Do I regret it? No.. Because it made me appreciate every single one of you so much more. Once I came back to Earth from being away from everyone, I realized how I missed you. I missed out on a lot, because of decisions I made, and I may have hurt you, and I’m sorry. Sorry doesn’t even come close to how I feel, but I didn’t ever mean for this all to come so far and to put myself in a position to have almost lost every single one of you.

You are the people who have been there for me if I needed you, but I never recognized the fact that you were there even though I wasn’t. Even though I was completely checked out of my life, too worried about someone else’s, you were there. If I needed you, you were there. If I needed you but didn’t THINK I needed you, you were there. Even after I disappeared, I still had people to care for me, without me realizing it.

My priorities haven’t been straight in my life, but it’s never too late to fix something, and I need to do this now.

YOU are what was, are, and always will be important to me.

YOU are the ones who I cherish most.

YOU may come and go in my life physically, but you’ll always remain a memory, of a time when everything was okay.

YOU will always be the reminders that life has so much to offer to me, and I don’t need to give up on who, and what I believe in.

YOU have brought so much joy into my life, and I have no regrets as far as any of you are concerned. I’m proud to have every single one of you in my life.

I will never forget any of you; I’ll never let the bad times overrule the good.

All of my memories of my life, and how it was will always be the good side of things.

I won’t shut you out.

I won’t pretend you don’t exist anymore.

And most importantly, I’m never going to give up on you, and I’m never going to let go of you.

In my life now, I am happy. I am content. I don’t need another person to make me happy.
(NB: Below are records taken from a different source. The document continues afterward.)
use std::sync::OnceLock;

use cdc_config::shared::{CDC_SOURCE_OPTIONS, PgConnectionConfig};
use chrono::{DateTime, Utc};
use sqlx::PgPool;
use tracing::{debug, info};

use crate::bail;
use crate::error::{CdcResult, ErrorKind};
use crate::postgres::{connect_pool, quote_table_name};
use crate::source::change_log::{ChangeLog, ChangeRow, PollWindow};

/// Change log read from a Postgres table with an `entry_time` column.
#[derive(Debug)]
pub struct PgChangeLog {
    config: PgConnectionConfig,
    table: String,
    query: String,
    pool: OnceLock<PgPool>,
}

impl PgChangeLog {
    pub fn new(config: PgConnectionConfig, table: impl Into<String>) -> Self {
        let table = table.into();
        let query = format!(
            "select t.entry_time::timestamptz as logical_time, to_jsonb(t) as payload \
             from {} t \
             where t.entry_time > $1 and t.entry_time <= $2 \
             order by t.entry_time \
             limit $3",
            quote_table_name(&table)
        );

        Self {
            config,
            table,
            query,
            pool: OnceLock::new(),
        }
    }

    fn pool(&self) -> CdcResult<&PgPool> {
        match self.pool.get() {
            Some(pool) => Ok(pool),
            None => bail!(
                ErrorKind::InvalidState,
                "Postgres change log used before connecting",
                self.table.clone()
            ),
        }
    }
}

impl ChangeLog for PgChangeLog {
    async fn connect(&self) -> CdcResult<()> {
        if self.pool.get().is_some() {
            return Ok(());
        }

        let pool = connect_pool(
            &self.config,
            &CDC_SOURCE_OPTIONS,
            ErrorKind::SourceConnectionFailed,
        )
        .await?;
        let _ = self.pool.set(pool);

        Ok(())
    }

    async fn fetch(&self, window: &PollWindow) -> CdcResult<Vec<ChangeRow>> {
        let limit = i64::try_from(window.limit).unwrap_or(i64::MAX);
        let rows: Vec<(DateTime<Utc>, serde_json::Value)> = match sqlx::query_as(&self.query)
            .bind(window.after)
            .bind(window.until)
            .bind(limit)
            .fetch_all(self.pool()?)
            .await
        {
            Ok(rows) => rows,
            Err(err) => bail!(
                ErrorKind::SourceQueryFailed,
                "Failed to poll change log",
                self.table.clone(),
                source: err
            ),
        };

        debug!(table = %self.table, rows = rows.len(), after = %window.after, until = %window.until, "polled change log");

        Ok(rows
            .into_iter()
            .map(|(logical_time, payload)| ChangeRow {
                logical_time,
                payload,
            })
            .collect())
    }

    async fn close(&self) -> CdcResult<()> {
        if let Some(pool) = self.pool.get() {
            pool.close().await;
            info!(table = %self.table, "closed change log connections");
        }

        Ok(())
    }
}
I need me to make me happy, and I’ve learned that in a bit of a hard way.

But lessons are made to be learned, and I don’t regret anything.

I learned from it, and I learned that in life, family and friends are the most important things in this world next to you.
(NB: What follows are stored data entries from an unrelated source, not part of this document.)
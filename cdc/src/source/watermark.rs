use std::sync::atomic::{AtomicI64, Ordering};

use chrono::{DateTime, Utc};

/// Highest logical time known to be fully processed by a poll source.
///
/// The value only ever moves forward. It is kept as nanoseconds since the epoch, so times
/// outside 1677..2262 are clamped to those bounds.
#[derive(Debug)]
pub struct Watermark {
    nanos: AtomicI64,
}

impl Watermark {
    pub fn new(initial: DateTime<Utc>) -> Self {
        Self {
            nanos: AtomicI64::new(to_nanos(initial)),
        }
    }

    pub fn current(&self) -> DateTime<Utc> {
        DateTime::from_timestamp_nanos(self.nanos.load(Ordering::Acquire))
    }

    /// Moves the watermark to `to` if that is later than the current value.
    ///
    /// Returns whether the watermark changed.
    pub fn advance(&self, to: DateTime<Utc>) -> bool {
        let to = to_nanos(to);
        self.nanos.fetch_max(to, Ordering::AcqRel) < to
    }
}

fn to_nanos(time: DateTime<Utc>) -> i64 {
    time.timestamp_nanos_opt().unwrap_or(if time.timestamp() < 0 {
        i64::MIN
    } else {
        i64::MAX
    })
}

#[cfg(test)]
mod tests {
    use chrono::TimeZone;

    use super::*;

    #[test]
    fn never_moves_backwards() {
        let start = Utc.timestamp_opt(1_700_000_000, 0).unwrap();
        let watermark = Watermark::new(start);

        assert!(!watermark.advance(start));
        assert!(!watermark.advance(start - chrono::Duration::seconds(1)));
        assert_eq!(watermark.current(), start);

        let later = start + chrono::Duration::seconds(5);
        assert!(watermark.advance(later));
        assert_eq!(watermark.current(), later);
    }

    #[test]
    fn keeps_sub_second_precision() {
        let start = Utc.timestamp_opt(1_700_000_000, 0).unwrap();
        let watermark = Watermark::new(start);

        let later = Utc.timestamp_opt(1_700_000_000, 123_456_789).unwrap();
        assert!(watermark.advance(later));
        assert_eq!(watermark.current(), later);
    }

    #[test]
    fn times_before_the_representable_range_are_clamped() {
        let watermark = Watermark::new(DateTime::<Utc>::MIN_UTC);

        assert_eq!(watermark.current(), DateTime::from_timestamp_nanos(i64::MIN));
        assert!(watermark.advance(Utc.timestamp_opt(0, 0).unwrap()));
    }
}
Cherish yourself, love yourself, and believe in yourself.

Smile, and never let the worst times run your life.

You never know when it could all be ripped away from you.


Don’t take your life and everything in it for granted. Because that is when you’ll learn how important it all is. Don’t let someone else control you, or ruin YOU. Be your own person. Fall in love with yourself, and never let go of the things that make you who you are. Not for anyone, or anything.

You’re beautiful. You’re amazing. You’re perfect. Your flaws shouldn’t be flaws to you. They’re what make you who you are, and you don’t need to resent the world, or even yourself for that. Love every single thing about yourself. Trust me, it makes you happier.

When someone compliments you, don’t point out your flaws. They see them, but they appreciate them, and they appreciate you on some level, and they mean what they say.

Don’t let people teach you that the following things are correct:
     -Never trust anyone.
     -Hate everyone.
     -You’re not perfect.
     -You’re wrong.

Those people don’t value anything enough.
Be who you want to be.

Do what makes YOU happy. If you want something, obtain it. Don’t let someone stand in your way.

Don’t hate everyone just to make you feel safe. Love is much safer than hate. Don’t automatically judge someone by what they look like, and hate them from the start. “Even Lucifer fell from Heaven.”
Give people a chance to know you, and care about you. You probably need it and don’t realize it. Let life guide you, and don’t be irrational. Your life is important. Don’t throw it away just because you feel like there’s not a way out. That’s a permanent solution for a temporary problem. Believe that in time things do, in fact, get better. Don’t forget that someone somewhere will always find you important. Don’t forget that you’re loved.


                                             

                                                          Life is better than we make it out to be… We just have to live.